The sizes of int and long (and thus the values they can hold) are platform-dependent. On the other hand, int32_t is always 32 bits long. Using int just means that your code works differently on different platforms, which is generally not what you want.

The reasoning behind the standard not fixing the common types is partially explained here by @supercat. C was written to be portable across architectures, in contrary to assembly which was usually used for systems programming at the time.

I think the design intention was originally that each type other than int be the smallest thing that could handle numbers of various sizes, and that int be the most practical "general-purpose" size that could handle +/-32767.

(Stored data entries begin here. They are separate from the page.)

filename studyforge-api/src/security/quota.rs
//! Keyed fixed-window request quota store.
//!
//! Enforces "at most N consumptions per key within duration W" under
//! concurrent access. Windows are created lazily on first consumption and
//! superseded in place when they expire; a background eviction task bounds
//! memory by dropping long-expired entries. Per-key atomicity comes from
//! the DashMap entry API: the shard lock is held across the whole
//! read-modify-write, so two racing consumers can never both take the last
//! slot.

use std::sync::Arc;
use std::time::{Duration, Instant};

use chrono::{DateTime, Utc};
use dashmap::mapref::entry::Entry;
use dashmap::DashMap;

/// Parameters for one limiter instance.
#[derive(Debug, Clone)]
pub struct QuotaConfig {
    /// Maximum consumptions per window.
    pub points: u32,
    /// Window length.
    pub duration: Duration,
    /// Namespace so identical client keys across limiter instances never
    /// collide in logs or shared sinks.
    pub key_prefix: String,
}

impl QuotaConfig {
    pub fn new(points: u32, duration: Duration, key_prefix: impl Into<String>) -> Self {
        Self {
            points,
            duration,
            key_prefix: key_prefix.into(),
        }
    }
}

/// Per-key quota record. `opened` drives expiry arithmetic; `reset_at` is
/// the wall-clock instant reported to clients.
#[derive(Debug, Clone)]
struct QuotaWindow {
    count: u32,
    opened: Instant,
    reset_at: DateTime<Utc>,
}

impl QuotaWindow {
    fn open(now: Instant, duration: Duration) -> Self {
        Self {
            count: 1,
            opened: now,
            reset_at: Utc::now() + chrono::Duration::milliseconds(duration.as_millis() as i64),
        }
    }

    fn expired(&self, now: Instant, duration: Duration) -> bool {
        now.duration_since(self.opened) >= duration
    }
}

/// Outcome of a consume attempt.
#[derive(Debug, Clone, PartialEq, Eq)]
pub enum ConsumeOutcome {
    Admitted {
        /// Slots left in the window after this consumption.
        remaining: u32,
        reset_at: DateTime<Utc>,
    },
    Rejected {
        /// Milliseconds until the window resets, clamped to >= 1 so the
        /// retry hint is never zero or negative.
        ms_before_next: u64,
        reset_at: DateTime<Utc>,
    },
}

impl ConsumeOutcome {
    pub fn is_admitted(&self) -> bool {
        matches!(self, ConsumeOutcome::Admitted { .. })
    }
}

/// Read-only view of a window, for header reporting.
#[derive(Debug, Clone, PartialEq, Eq)]
pub struct WindowSnapshot {
    pub count: u32,
    pub reset_at: DateTime<Utc>,
    /// An expired window counts as absent: zero consumptions carried over.
    pub expired: bool,
}

/// In-process fixed-window limiter for a single route class.
pub struct QuotaLimiter {
    config: QuotaConfig,
    windows: Arc<DashMap<String, QuotaWindow>>,
}

impl QuotaLimiter {
    pub fn new(config: QuotaConfig) -> Self {
        Self {
            config,
            windows: Arc::new(DashMap::new()),
        }
    }

    fn scoped_key(&self, key: &str) -> String {
        format!("{}:{}", self.config.key_prefix, key)
    }

    /// Consume one quota unit for `key`.
    ///
    /// Absent or expired windows open fresh with count 1. A full window
    /// rejects without mutation. Atomic per key.
    pub fn consume(&self, key: &str) -> ConsumeOutcome {
        let now = Instant::now();
        match self.windows.entry(self.scoped_key(key)) {
            Entry::Vacant(slot) => {
                let window = QuotaWindow::open(now, self.config.duration);
                let reset_at = window.reset_at;
                slot.insert(window);
                ConsumeOutcome::Admitted {
                    remaining: self.config.points.saturating_sub(1),
                    reset_at,
                }
            }
            Entry::Occupied(mut slot) => {
                let window = slot.get_mut();
                if window.expired(now, self.config.duration) {
                    *window = QuotaWindow::open(now, self.config.duration);
                    return ConsumeOutcome::Admitted {
                        remaining: self.config.points.saturating_sub(1),
                        reset_at: window.reset_at,
                    };
                }
                if window.count < self.config.points {
                    window.count += 1;
                    ConsumeOutcome::Admitted {
                        remaining: self.config.points - window.count,
                        reset_at: window.reset_at,
                    }
                } else {
                    let elapsed = now.duration_since(window.opened);
                    let left = self.config.duration.saturating_sub(elapsed);
                    ConsumeOutcome::Rejected {
                        ms_before_next: (left.as_millis() as u64).max(1),
                        reset_at: window.reset_at,
                    }
                }
            }
        }
    }

    /// Read a window without mutating it. Expired windows are reported
    /// as-is with the `expired` flag set; they are not reset here.
    pub fn peek(&self, key: &str) -> Option<WindowSnapshot> {
        let now = Instant::now();
        self.windows.get(&self.scoped_key(key)).map(|window| WindowSnapshot {
            count: window.count,
            reset_at: window.reset_at,
            expired: window.expired(now, self.config.duration),
        })
    }

    /// Drop windows whose reset instant is at least `grace` in the past.
    /// Correctness never requires this (stale windows self-correct on the
    /// next consume); it only bounds memory.
    pub fn evict_expired(&self, grace: Duration) {
        let now = Instant::now();
        let horizon = self.config.duration + grace;
        self.windows
            .retain(|_, window| now.duration_since(window.opened) < horizon);
    }

    /// Start the periodic eviction task. Called from server startup, not
    /// the constructor, so limiters can be built outside a runtime.
    pub fn spawn_eviction(&self, every: Duration, grace: Duration) {
        let windows = Arc::clone(&self.windows);
        let horizon = self.config.duration + grace;
        tokio::spawn(async move {
            let mut interval = tokio::time::interval(every);
            loop {
                interval.tick().await;
                let now = Instant::now();
                windows.retain(|_, window| now.duration_since(window.opened) < horizon);
                tracing::debug!(active = windows.len(), "quota eviction pass");
            }
        });
    }

    pub fn points(&self) -> u32 {
        self.config.points
    }

    pub fn config(&self) -> &QuotaConfig {
        &self.config
    }

    /// Number of live windows, for monitoring.
    pub fn active_windows(&self) -> usize {
        self.windows.len()
    }
}

impl Clone for QuotaLimiter {
    fn clone(&self) -> Self {
        Self {
            config: self.config.clone(),
            windows: Arc::clone(&self.windows),
        }
    }
}
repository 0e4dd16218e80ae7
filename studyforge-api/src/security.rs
//! The request admission pipeline: quota enforcement, client
//! identification, security headers, audit logging, and input guarding.

pub mod audit;
pub mod gatekeeper;
pub mod headers;
pub mod quota;
pub mod validation;

pub use audit::{
    AuditError, AuditEvent, AuditLogger, AuditResult, AuditWriter, FileAuditWriter,
    TracingAuditWriter,
};
pub use gatekeeper::{
    client_identity, gatekeeper_middleware, stamp_rate_limit_headers, QuotaRegistry,
    RateLimitSettings, RouteClass, RouteQuota,
};
pub use headers::{
    apply_security_headers, security_headers_middleware, SecurityHeadersConfig,
};
pub use quota::{ConsumeOutcome, QuotaConfig, QuotaLimiter, WindowSnapshot};
pub use validation::{
    escape_for_display, is_valid_email, is_valid_url, looks_like_sql_injection, sanitize,
    score_password_strength, validate_upload, PasswordStrength, UploadError, UploadPolicy,
    UploadedFile,
};
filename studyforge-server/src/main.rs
use std::net::SocketAddr;
use std::path::PathBuf;
use std::sync::Arc;
use std::time::Duration;

use anyhow::Result;
use axum::{routing::get, Router};
use tower_http::trace::TraceLayer;
use tracing_subscriber::{layer::SubscriberExt, util::SubscriberInitExt};

use studyforge_api::security::{
    AuditLogger, AuditWriter, FileAuditWriter, QuotaRegistry, TracingAuditWriter,
};
use studyforge_api::AppState;

mod config;
mod provider;

/// Eviction cadence for expired quota windows.
const EVICTION_INTERVAL: Duration = Duration::from_secs(300);
/// How long past its reset a window may linger before eviction.
const EVICTION_GRACE: Duration = Duration::from_secs(3600);

#[tokio::main]
async fn main() -> Result<()> {
    // Initialize tracing
    tracing_subscriber::registry()
        .with(
            tracing_subscriber::EnvFilter::try_from_default_env().unwrap_or_else(|_| {
                "studyforge_server=debug,studyforge_api=debug,tower_http=debug".into()
            }),
        )
        .with(tracing_subscriber::fmt::layer())
        .init();

    tracing::info!("Starting StudyForge server");

    let config = config::Config::load()?;
    tracing::info!("Configuration loaded");

    let audit_writer: Arc<dyn AuditWriter> = match &config.audit_log_path {
        Some(path) => Arc::new(FileAuditWriter::new(PathBuf::from(path))),
        None => Arc::new(TracingAuditWriter::new()),
    };
    let audit = AuditLogger::new(audit_writer);

    // The quota registry is owned here and handed into the middleware by
    // reference; no module-level limiter state anywhere.
    let quotas = Arc::new(QuotaRegistry::new(config.rate_limits));
    quotas.spawn_eviction(EVICTION_INTERVAL, EVICTION_GRACE);
    tracing::info!("Quota registry initialized");

    let provider = Arc::new(provider::InMemoryAuthProvider::new());

    let state = AppState::new(provider, audit, quotas);

    let app = Router::new()
        .route("/health", get(health_check))
        .merge(studyforge_api::routes(state))
        .layer(TraceLayer::new_for_http());

    let addr = SocketAddr::from(([0, 0, 0, 0], config.port));
    tracing::info!("Listening on {}", addr);

    let listener = tokio::net::TcpListener::bind(addr).await?;
    axum::serve(listener, app).await?;

    Ok(())
}

async fn health_check() -> &'static str {
    "OK"
}
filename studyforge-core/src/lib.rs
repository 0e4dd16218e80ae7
pub mod domain;
pub mod error;
pub mod traits;

pub use domain::*;
pub use error::*;
pub use traits::*;
//! Domain types shared across the gatekeeper pipeline.

use chrono::{DateTime, Utc};
use serde::{Deserialize, Serialize};
use uuid::Uuid;

/// An authenticated account as returned by the credential provider.
#[derive(Debug, Clone, Serialize, Deserialize, PartialEq, Eq)]
pub struct UserAccount {
    pub id: Uuid,
    pub email: String,
    pub role: String,
}

/// A freshly registered account. Email confirmation may still be pending.
#[derive(Debug, Clone, Serialize, Deserialize, PartialEq, Eq)]
pub struct NewAccount {
    pub id: Uuid,
    pub email: String,
    pub email_confirmed: bool,
}

/// Token pair issued by the provider for an active session.
#[derive(Debug, Clone, Serialize, Deserialize, PartialEq, Eq)]
pub struct SessionTokens {
    pub access_token: String,
    pub refresh_token: String,
    pub expires_at: DateTime<Utc>,
}

/// Successful credential exchange: the account plus its session.
#[derive(Debug, Clone, Serialize, Deserialize, PartialEq, Eq)]
pub struct SessionBundle {
    pub user: UserAccount,
    pub session: SessionTokens,
}

/// Sentinel identity used when no client address can be derived.
pub const UNKNOWN_CLIENT: &str = "unknown";

/// Derived key identifying the caller for quota bucketing.
///
/// Extracted from proxy headers, so it is *not* authenticated — it is only
/// ever used to pick a rate-limit bucket. Recomputed per request.
#[derive(Debug, Clone, PartialEq, Eq, Hash)]
pub struct ClientIdentity(String);

impl ClientIdentity {
    /// Derive an identity from forwarded-for / real-ip header values.
    ///
    /// A forwarded-for value may carry a comma-separated proxy chain; the
    /// left-most entry is the original client. Empty values fall through to
    /// the next source, ending at the `"unknown"` sentinel.
    pub fn from_forwarded(forwarded_for: Option<&str>, real_ip: Option<&str>) -> Self {
        if let Some(forwarded) = forwarded_for {
            if let Some(first) = forwarded.split(',').next() {
                let first = first.trim();
                if !first.is_empty() {
                    return Self(first.to_string());
                }
            }
        }
        if let Some(ip) = real_ip {
            let ip = ip.trim();
            if !ip.is_empty() {
                return Self(ip.to_string());
            }
        }
        Self(UNKNOWN_CLIENT.to_string())
    }

    pub fn as_str(&self) -> &str {
        &self.0
    }

    pub fn is_unknown(&self) -> bool {
        self.0 == UNKNOWN_CLIENT
    }
}

impl std::fmt::Display for ClientIdentity {
    fn fmt(&self, f: &mut std::fmt::Formatter<'_>) -> std::fmt::Result {
        f.write_str(&self.0)
    }
}
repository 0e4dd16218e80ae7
//! Admission-control middleware: identify, classify, admit or reject.
//!
//! Every inbound request is bucketed by (route class, client identity) and
//! charged one quota unit before any handler runs. Rejections are terminal:
//! the handler never executes and the client gets a structured 429 with a
//! retry hint. The middleware does no I/O of its own; the only suspension
//! point is running the inner service.

use std::sync::Arc;
use std::time::Duration;

use axum::{
    extract::{Request, State},
    http::{HeaderMap, HeaderValue},
    middleware::Next,
    response::{IntoResponse, Response},
};
use chrono::{DateTime, Utc};
use metrics::counter;
use serde::{Deserialize, Serialize};

use studyforge_core::ClientIdentity;

use crate::error::ApiError;
use crate::security::quota::{ConsumeOutcome, QuotaConfig, QuotaLimiter};

/// Coarse endpoint category selecting the quota parameters.
#[derive(Debug, Clone, Copy, PartialEq, Eq, Hash)]
pub enum RouteClass {
    Auth,
    Admin,
    Api,
    General,
}

impl RouteClass {
    /// Match a request path against class prefixes in priority order
    /// auth > admin > api > general. First match wins, so `/api/auth/x`
    /// is `Auth` even though `/api` also matches. Prefixes bind on segment
    /// boundaries only: `/api/authors` is `Api`, not `Auth`.
    pub fn classify(path: &str) -> Self {
        if path_within(path, "/api/auth") {
            RouteClass::Auth
        } else if path_within(path, "/api/admin") || path_within(path, "/admin") {
            RouteClass::Admin
        } else if path_within(path, "/api") {
            RouteClass::Api
        } else {
            RouteClass::General
        }
    }

    pub fn as_str(&self) -> &'static str {
        match self {
            RouteClass::Auth => "auth",
            RouteClass::Admin => "admin",
            RouteClass::Api => "api",
            RouteClass::General => "general",
        }
    }
}

/// Prefix match on a path-segment boundary: the prefix itself, or the
/// prefix followed by `/`.
fn path_within(path: &str, prefix: &str) -> bool {
    match path.strip_prefix(prefix) {
        Some(rest) => rest.is_empty() || rest.starts_with('/'),
        None => false,
    }
}

/// Quota parameters for one route class.
#[derive(Debug, Clone, Copy, Serialize, Deserialize)]
pub struct RouteQuota {
    pub points: u32,
    pub duration_seconds: u64,
}

impl RouteQuota {
    fn to_config(self, prefix: &str) -> QuotaConfig {
        QuotaConfig::new(
            self.points,
            Duration::from_secs(self.duration_seconds),
            prefix,
        )
    }
}

/// Per-class quota parameters, overridable through configuration.
#[derive(Debug, Clone, Copy, Serialize, Deserialize)]
pub struct RateLimitSettings {
    pub auth: RouteQuota,
    pub admin: RouteQuota,
    pub api: RouteQuota,
    pub general: RouteQuota,
}

impl Default for RateLimitSettings {
    fn default() -> Self {
        Self {
            auth: RouteQuota {
                points: 5,
                duration_seconds: 900,
            },
            admin: RouteQuota {
                points: 10,
                duration_seconds: 60,
            },
            api: RouteQuota {
                points: 50,
                duration_seconds: 60,
            },
            general: RouteQuota {
                points: 100,
                duration_seconds: 60,
            },
        }
    }
}

/// Explicitly constructed set of limiters, one per route class.
///
/// Owned by server startup and passed by handle into the middleware, so
/// there is no hidden global state and tests get isolated instances.
pub struct QuotaRegistry {
    auth: QuotaLimiter,
    admin: QuotaLimiter,
    api: QuotaLimiter,
    general: QuotaLimiter,
}

impl QuotaRegistry {
    pub fn new(settings: RateLimitSettings) -> Self {
        Self {
            auth: QuotaLimiter::new(settings.auth.to_config("auth")),
            admin: QuotaLimiter::new(settings.admin.to_config("admin")),
            api: QuotaLimiter::new(settings.api.to_config("api")),
            general: QuotaLimiter::new(settings.general.to_config("general")),
        }
    }

    pub fn limiter_for(&self, class: RouteClass) -> &QuotaLimiter {
        match class {
            RouteClass::Auth => &self.auth,
            RouteClass::Admin => &self.admin,
            RouteClass::Api => &self.api,
            RouteClass::General => &self.general,
        }
    }

    /// Start eviction tasks for all four limiters.
    pub fn spawn_eviction(&self, every: Duration, grace: Duration) {
        for class in [
            RouteClass::Auth,
            RouteClass::Admin,
            RouteClass::Api,
            RouteClass::General,
        ] {
            self.limiter_for(class).spawn_eviction(every, grace);
        }
    }
}

/// Derive the quota key from proxy headers.
///
/// The identity is untrusted and only ever selects a bucket; spoofing it
/// buys a client nothing except a different bucket.
pub fn client_identity(headers: &HeaderMap) -> ClientIdentity {
    let forwarded_for = headers
        .get("x-forwarded-for")
        .and_then(|v| v.to_str().ok());
    let real_ip = headers.get("x-real-ip").and_then(|v| v.to_str().ok());
    ClientIdentity::from_forwarded(forwarded_for, real_ip)
}

/// Admission middleware. Layered with `from_fn_with_state` over the whole
/// router; the registry handle comes from `AppState`.
pub async fn gatekeeper_middleware(
    State(registry): State<Arc<QuotaRegistry>>,
    mut request: Request,
    next: Next,
) -> Response {
    let identity = client_identity(request.headers());
    let class = RouteClass::classify(request.uri().path());
    let limiter = registry.limiter_for(class);

    match limiter.consume(identity.as_str()) {
        ConsumeOutcome::Rejected {
            ms_before_next,
            reset_at,
        } => {
            tracing::warn!(
                client = %identity,
                class = class.as_str(),
                ms_before_next,
                "request rejected by quota"
            );
            counter!("gatekeeper_rejected_total", "class" => class.as_str()).increment(1);

            ApiError::Throttled {
                retry_after_secs: ms_before_next.div_ceil(1000).max(1),
                limit: limiter.points(),
                reset_at,
            }
            .into_response()
        }
        ConsumeOutcome::Admitted {
            remaining,
            reset_at,
        } => {
            counter!("gatekeeper_admitted_total", "class" => class.as_str()).increment(1);

            // Downstream handlers (the auth dispatcher in particular) reuse
            // the derived identity for audit events.
            request.extensions_mut().insert(identity);

            let mut response = next.run(request).await;
            stamp_rate_limit_headers(
                response.headers_mut(),
                limiter.points(),
                remaining,
                reset_at,
            );
            response
        }
    }
}

/// Add `X-RateLimit-*` telemetry to a response.
pub fn stamp_rate_limit_headers(
    headers: &mut HeaderMap,
    limit: u32,
    remaining: u32,
    reset_at: DateTime<Utc>,
) {
    if let Ok(value) = HeaderValue::from_str(&limit.to_string()) {
        headers.insert("X-RateLimit-Limit", value);
    }
    if let Ok(value) = HeaderValue::from_str(&remaining.to_string()) {
        headers.insert("X-RateLimit-Remaining", value);
    }
    if let Ok(value) = HeaderValue::from_str(&reset_at.timestamp().to_string()) {
        headers.insert("X-RateLimit-Reset", value);
    }
}
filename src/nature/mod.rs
mod crawler;

pub use crawler::{NatureCrawler, BASE_URL, DEFAULT_YEAR};

use crate::Article;

use std::fmt;

#[derive(Debug, Clone, PartialEq, Eq)]
pub struct NatureArticle {
    pub title: String,
    pub content: String,
}

impl fmt::Display for NatureArticle {
    fn fmt(&self, f: &mut fmt::Formatter<'_>) -> fmt::Result {
        writeln!(f, "Title           : {}", self.title.trim())?;
        writeln!(f, "Teaser          : ")?;
        writeln!(f, "> {}", self.content.trim().replace('\n', "\n  "))?;

        Ok(())
    }
}

impl Article for NatureArticle {
    fn get_title(&self) -> &str {
        self.title.as_str()
    }

    fn get_content(&self) -> &str {
        self.content.as_str()
    }
}

#[cfg(test)]
mod tests {
    use super::*;
    use pretty_assertions::assert_eq;

    #[test]
    fn test_display() {
        let article = NatureArticle {
            title: " Coronavirus: the first three months \n".to_string(),
            content: "Line one\nLine two".to_string(),
        };

        assert_eq!(
            article.to_string(),
            "Title           : Coronavirus: the first three months\nTeaser          : \n> Line one\n  Line two\n"
        );
    }
}
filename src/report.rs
use crate::{config::Alignment, CrawlerError};
use serde::Serialize;
use std::{fmt, fs, path::Path, path::PathBuf};

/// What a run did, including everything it skipped.
#[derive(Debug, Default, Clone, PartialEq, Eq, Serialize)]
pub struct RunReport {
    pub alignment: Alignment,
    pub pages_requested: u32,
    pub pages_unreachable: u32,
    pub links_found: usize,
    pub articles_unreachable: usize,
    pub articles_unextractable: usize,
    pub articles_unplaced: usize,
    pub saved: Vec<PathBuf>,
}

impl RunReport {
    pub fn write_json(&self, path: &Path) -> Result<(), CrawlerError> {
        let json = serde_json::to_string_pretty(self)?;
        fs::write(path, json)?;
        Ok(())
    }
}

impl fmt::Display for RunReport {
    fn fmt(&self, f: &mut fmt::Formatter<'_>) -> fmt::Result {
        writeln!(f, "Pages           : {}", self.pages_requested)?;
        writeln!(f, "Unreachable     : {}", self.pages_unreachable)?;
        writeln!(f, "Links           : {}", self.links_found)?;
        writeln!(
            f,
            "Skipped         : {} unreachable, {} unextractable, {} unplaced",
            self.articles_unreachable, self.articles_unextractable, self.articles_unplaced
        )?;
        writeln!(f, "Saved           : {}", self.saved.len())?;

        Ok(())
    }
}
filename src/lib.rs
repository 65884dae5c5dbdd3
use futures::stream::{self, StreamExt};
use scraper::Html;
use std::fmt;
use tracing::{debug, info, warn};

pub mod nature;

mod config;
mod data;
mod error;
mod fetcher;
mod report;
mod utils;

pub use config::{Alignment, CrawlConfig};
pub use data::{check_dir, reset_dir, save_file, PageDescriptor};
pub use error::CrawlerError;
pub use fetcher::{fetch_document, Fetcher, HttpFetcher, DEFAULT_TIMEOUT};
pub use report::RunReport;
pub use utils::{file_name, sanitize_file_name};

pub trait Article: fmt::Display {
    fn get_title(&self) -> &str;
    fn get_content(&self) -> &str;
}

/// Site specific part of a crawl: where listings live and how to read them.
pub trait Crawler {
    type Document: Article;

    fn listing_url(&self, page: u32) -> String;
    fn article_url(&self, link: &str) -> String;
    fn extract_links(&self, doc: &Html, article_type: &str) -> Vec<String>;
    fn crawl(&self, doc: &Html) -> Option<Self::Document>;
}

struct FetchedArticle<'a, A> {
    page: usize,
    link: &'a str,
    article: Option<A>,
}

/// Runs one crawl: listings, directory reset, article fetches, files.
///
/// Unreachable pages and articles, and articles with nothing to extract, are
/// skipped and counted in the returned report. Filesystem errors abort the
/// run.
pub async fn run_crawler<C, F>(
    crawler: &C,
    fetcher: &F,
    config: &CrawlConfig,
) -> Result<RunReport, CrawlerError>
where
    C: Crawler,
    F: Fetcher + ?Sized,
{
    let mut report = RunReport {
        alignment: config.alignment,
        pages_requested: config.page_count,
        ..RunReport::default()
    };

    let mut pages = Vec::with_capacity(config.page_count as usize);
    for number in 1..=config.page_count {
        let url = crawler.listing_url(number);
        let links = fetch_document(fetcher, &url)
            .await
            .map(|doc| crawler.extract_links(&doc, &config.article_type));

        match &links {
            Some(links) => debug!("Page {} has {} matching links", number, links.len()),
            None => report.pages_unreachable += 1,
        }
        pages.push(PageDescriptor {
            number,
            dir: config.output_dir.join(PageDescriptor::dir_name(number)),
            links,
        });
    }

    // Refuse before wiping anything.
    for page in &pages {
        check_dir(&page.dir, config.force_reset)?;
    }
    for page in &pages {
        reset_dir(&page.dir, config.force_reset)?;
    }

    let links = pages
        .iter()
        .enumerate()
        .filter_map(|(i, page)| page.links.as_ref().map(|links| (i, links)))
        .flat_map(|(i, links)| links.iter().map(move |link| (i, link.as_str())))
        .collect::<Vec<_>>();
    report.links_found = links.len();
    info!(
        "Found {} {:?} links on {} pages ({} unreachable)",
        report.links_found, config.article_type, report.pages_requested, report.pages_unreachable
    );

    let fetched = stream::iter(links)
        .filter_map(|(page, link)| async move {
            let doc = fetch_document(fetcher, &crawler.article_url(link)).await?;
            let article = crawler.crawl(&doc);
            Some(FetchedArticle {
                page,
                link,
                article,
            })
        })
        .collect::<Vec<_>>()
        .await;
    report.articles_unreachable = report.links_found - fetched.len();

    for (position, fetched) in fetched.into_iter().enumerate() {
        let target = match config.alignment {
            Alignment::SourcePage => fetched.page,
            Alignment::Positional => position,
        };

        let Some(page) = pages.get(target) else {
            debug!("No page directory left for {}", fetched.link);
            report.articles_unplaced += 1;
            continue;
        };
        let Some(article) = fetched.article else {
            warn!("Nothing to extract from {}", fetched.link);
            report.articles_unextractable += 1;
            continue;
        };

        debug!("Extracted {}\n{}", fetched.link, article);
        let path = save_file(&page.dir, article.get_title(), article.get_content())?;
        info!("[{}] Saved {}", report.saved.len() + 1, path.display());
        report.saved.push(path);
    }

    Ok(report)
}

As for me, I've always used int and not really worried about the alternatives. I've always thought that it is the most type with best performance, end of story. The only place I thought fixed width would be useful is when encoding data for storage or for transfer over a network. I've rarely seen fixed width types in code written by others either.

Am I stuck in the 70s or is there actually a rationale for using int in the era of C99 and beyond?

jacwah
  • 385
  • 2
  • 9
  • 1
    A portion of people just imitates others. I believe the majority of code fixed-bit-type was made conscienceless. No reason to set size neither to not. I have code made primarily on 16 bits platforms (MS-DOS and Xenix of 80s), that just compile and run today on any 64 and benefits of the new word-size and addressing, just compiling it. That is to say that serialization to export/import data is an very important architecture design to keep it portable. – Luciano Jun 18 '15 at 18:13
  • 1
    Related: http://stackoverflow.com/questions/24444356/why-arent-the-c-supplied-integer-types-good-enough-for-basically-any-project – dan04 Jun 25 '15 at 23:28

2 Answers2

7

There is a common and dangerous myth that types like uint32_t save programmers from having to worry about the size of int. While it would be helpful if the Standards Committee were to define a means of declaring integers with machine-independent semantics, unsigned types like uint32_t have semantics which are too loose to allow code to be written in a fashion which is both clean and portable; further, signed types like int32 have semantics which are for many applications ways defined needlessly tightly and thus preclude what would otherwise be useful optimizations.

Consider, for example:

uint32_t upow(uint32_t n, uint32_t exponent)
{
  while(exponent--)
    n*=n;
  return n;
}

int32_t spow(int32_t n, uint32_t exponent)
{
  while(exponent--)
    n*=n;
  return n;
}

On machines where int either cannot hold 4294967295, or can hold 18446744065119617025, the first function will be defined for all values of n and exponent, and its behavior will not be affected by the size of int; further, the standard will not require that it yield different behavior on machines with any size of int Some values of n and exponent, however, will cause it to invoke Undefined Behavior on machines where 4294967295 is representable as an int but 18446744065119617025 is not.

The second function will yield Undefined Behavior for some values of n and exponent on machines where int cannot hold 4611686014132420609, but will yield defined behavior for all values of n and exponent on all machines where it can (the specifications for int32_t imply that two's-complement wrapping behavior on machines where it is smaller than int).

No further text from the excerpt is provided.